**What the task asks**
Can you print every record below exactly as written?

**Data under study**
//! Error types for ingestion and query operations.

use thiserror::Error;

/// Errors raised by the scan ingestion pipeline and the query service.
///
/// A missing vulnerability or scan is not an error; lookups return `None`.
#[derive(Error, Debug)]
pub enum ScanError {
    #[error("{0}")]
    Validation(String),

    #[error("{context}: {source}")]
    Persistence {
        context: &'static str,
        #[source]
        source: rusqlite::Error,
    },

    #[error("database connection lock poisoned")]
    LockPoisoned,

    #[error("{0}")]
    Serialization(String),
}

impl ScanError {
    pub fn validation(message: impl Into<String>) -> Self {
        Self::Validation(message.into())
    }

    pub fn serialization(message: impl Into<String>) -> Self {
        Self::Serialization(message.into())
    }

    /// True for failures that originate in the storage backend.
    pub const fn is_persistence(&self) -> bool {
        matches!(self, Self::Persistence { .. } | Self::LockPoisoned)
    }
}

/// Attach operation context to a rusqlite failure.
pub(crate) trait PersistenceContext<T> {
    fn context(self, context: &'static str) -> Result<T, ScanError>;
}

impl<T> PersistenceContext<T> for Result<T, rusqlite::Error> {
    fn context(self, context: &'static str) -> Result<T, ScanError> {
        self.map_err(|source| ScanError::Persistence { context, source })
    }
}

pub type Result<T, E = ScanError> = std::result::Result<T, E>;
//! Scan ingestion and read-side queries
//!
//! # Module Structure
//! - `ingest`: Transactional batch upsert of scan results
//! - `query`: Vulnerability, scan and statistics lookups
//! - `trends`: Day-bucketed publication counts per severity

mod ingest;
mod query;
mod trends;

pub use ingest::{IngestReport, ScanIngestor};
pub use query::{DEFAULT_SCAN_LIMIT, ScanQueries};
pub use trends::{DEFAULT_TREND_DAYS, MAX_TREND_DAYS, TrendSeries};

**Output below**
//! Error types for ingestion and query operations.

use thiserror::Error;

/// Errors raised by the scan ingestion pipeline and the query service.
///
/// A missing vulnerability or scan is not an error; lookups return `None`.
#[derive(Error, Debug)]
pub enum ScanError {
    #[error("{0}")]
    Validation(String),

    #[error("{context}: {source}")]
    Persistence {
        context: &'static str,
        #[source]
        source: rusqlite::Error,
    },

    #[error("database connection lock poisoned")]
    LockPoisoned,

    #[error("{0}")]
    Serialization(String),
}

impl ScanError {
    pub fn validation(message: impl Into<String>) -> Self {
        Self::Validation(message.into())
    }

    pub fn serialization(message: impl Into<String>) -> Self {
        Self::Serialization(message.into())
    }

    /// True for failures that originate in the storage backend.
    pub const fn is_persistence(&self) -> bool {
        matches!(self, Self::Persistence { .. } | Self::LockPoisoned)
    }
}

/// Attach operation context to a rusqlite failure.
pub(crate) trait PersistenceContext<T> {
    fn context(self, context: &'static str) -> Result<T, ScanError>;
}

impl<T> PersistenceContext<T> for Result<T, rusqlite::Error> {
    fn context(self, context: &'static str) -> Result<T, ScanError> {
        self.map_err(|source| ScanError::Persistence { context, source })
    }
}

pub type Result<T, E = ScanError> = std::result::Result<T, E>;
//! Scan ingestion and read-side queries
//!
//! # Module Structure
//! - `ingest`: Transactional batch upsert of scan results
//! - `query`: Vulnerability, scan and statistics lookups
//! - `trends`: Day-bucketed publication counts per severity

mod ingest;
mod query;
mod trends;

pub use ingest::{IngestReport, ScanIngestor};
pub use query::{DEFAULT_SCAN_LIMIT, ScanQueries};
pub use trends::{DEFAULT_TREND_DAYS, MAX_TREND_DAYS, TrendSeries};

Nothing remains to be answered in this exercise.